Le mythe de la représentation et l’imposture des « démocraties » modernes

31 Jan 2026 | 0 commentaires


par Francis Dupuis-Déri
Ceux que l’on qualifie de « pères fondateurs » des « démocraties » modernes aux États-Unis et en France, mais aussi au Canada et ailleurs, n’ont jamais prétendu fonder une démocratie. Bien au contraire, ils étaient ouvertement et farouchement antidémocrates, car ils ne voulaient pas que le peuple puisse se gouverner directement. Ils étaient en faveur d’une « république », terme par lequel ils désignaient un régime dans lequel le pouvoir législatif se trouve entre les mains des parlementaires auxquels le pouvoir exécutif — le gouvernement — doit rendre des comptes et, très souvent, demander d’approuver le budget et le choix des ministres. Leur modèle n’était pas Athènes, mais bien Rome, avec son sénat, ses élections et l’absence d’assemblées populaires.
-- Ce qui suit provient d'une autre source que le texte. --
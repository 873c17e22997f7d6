//! Realtime session minting
//!
//! Forwards a session-creation request to the realtime speech API and hands
//! the upstream JSON (which carries the ephemeral client secret) back
//! untouched.

use chrono::DateTime;
use reqwest::Client;
use serde::{Deserialize, Serialize};
use serde_json::Value;
use tracing::{debug, info, instrument, warn};

use crate::Result;
use crate::config::RealtimeConfig;
use crate::upstream::read_json;

pub const DEFAULT_VOICE: &str = "echo";

/// Voices offered by the realtime API at the time of writing
pub const KNOWN_VOICES: [&str; 8] = [
    "alloy", "ash", "ballad", "coral", "echo", "sage", "shimmer", "verse",
];

/// System instructions sent with every session. Answers are spoken, so any
/// markdown would be read out literally.
pub const SESSION_INSTRUCTIONS: &str = "\
You are a friendly voice assistant. Your replies are converted to speech.
Never use markdown: no headings, bullet points, asterisks, tables or code blocks.
Answer in plain conversational sentences and keep answers short.
Use the get_weather and search_web tools when the user asks for current information.";

/// Query parameters of `GET /session`
#[derive(Debug, Clone, Deserialize)]
pub struct SessionRequest {
    #[serde(default = "default_voice")]
    pub voice: String,
}

impl Default for SessionRequest {
    fn default() -> Self {
        Self {
            voice: default_voice(),
        }
    }
}

fn default_voice() -> String {
    DEFAULT_VOICE.to_string()
}

/// Body posted to the realtime session endpoint
#[derive(Debug, Serialize)]
pub struct SessionCreateBody<'a> {
    pub model: &'a str,
    pub voice: &'a str,
    pub instructions: &'a str,
}

pub fn is_known_voice(voice: &str) -> bool {
    KNOWN_VOICES.contains(&voice)
}

/// Client for the realtime session endpoint
pub struct RealtimeSessionClient {
    client: Client,
    api_key: String,
    session_url: String,
    model: String,
}

impl RealtimeSessionClient {
    pub fn new(client: Client, config: &RealtimeConfig) -> Self {
        Self {
            client,
            api_key: config.api_key.clone(),
            session_url: config.session_url.clone(),
            model: config.model.clone(),
        }
    }

    /// Create a realtime session and return the provider's JSON verbatim
    #[instrument(skip(self, request), fields(voice = %request.voice))]
    pub async fn create_session(&self, request: &SessionRequest) -> Result<Value> {
        if !is_known_voice(&request.voice) {
            warn!(
                "Voice '{}' is not a known realtime voice, forwarding anyway",
                request.voice
            );
        }

        let body = SessionCreateBody {
            model: &self.model,
            voice: &request.voice,
            instructions: SESSION_INSTRUCTIONS,
        };
        debug!("Realtime session request URL: {}", self.session_url);

        let response = self
            .client
            .post(&self.session_url)
            .bearer_auth(&self.api_key)
            .json(&body)
            .send()
            .await?;
        let session: Value = read_json(response, "Realtime session").await?;

        match secret_expiry(&session) {
            Some(expires_at) => info!(
                "Created realtime session for model {} (client secret expires {})",
                self.model,
                expires_at.to_rfc3339()
            ),
            None => info!("Created realtime session for model {}", self.model),
        }

        Ok(session)
    }
}

/// Expiry of the ephemeral client secret, when the provider reports one
fn secret_expiry(session: &Value) -> Option<DateTime<chrono::Utc>> {
    let seconds = session
        .get("client_secret")?
        .get("expires_at")?
        .as_i64()?;
    DateTime::from_timestamp(seconds, 0)
}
À Rome, déjà, Quintus Cicéron expliquait aux candidats, dans son Petit manuel de campagne électorale, que l’électorat préfère « un mensonge de ta part plutôt qu’un refus » et que « ce qui est indispensable, c’est de connaître le nom des électeurs, de savoir les flatter, d’être assidu auprès d’eux, de se montrer généreux, de soigner sa réputation et de susciter, pour la manière dont on conduira les affaires de l’État, de vifs espoirs ». Le parlementarisme s’inscrit donc dans une vieille tradition de l’Antiquité, mais qui n’a rien à voir avec Athènes et sa démocratie (directe).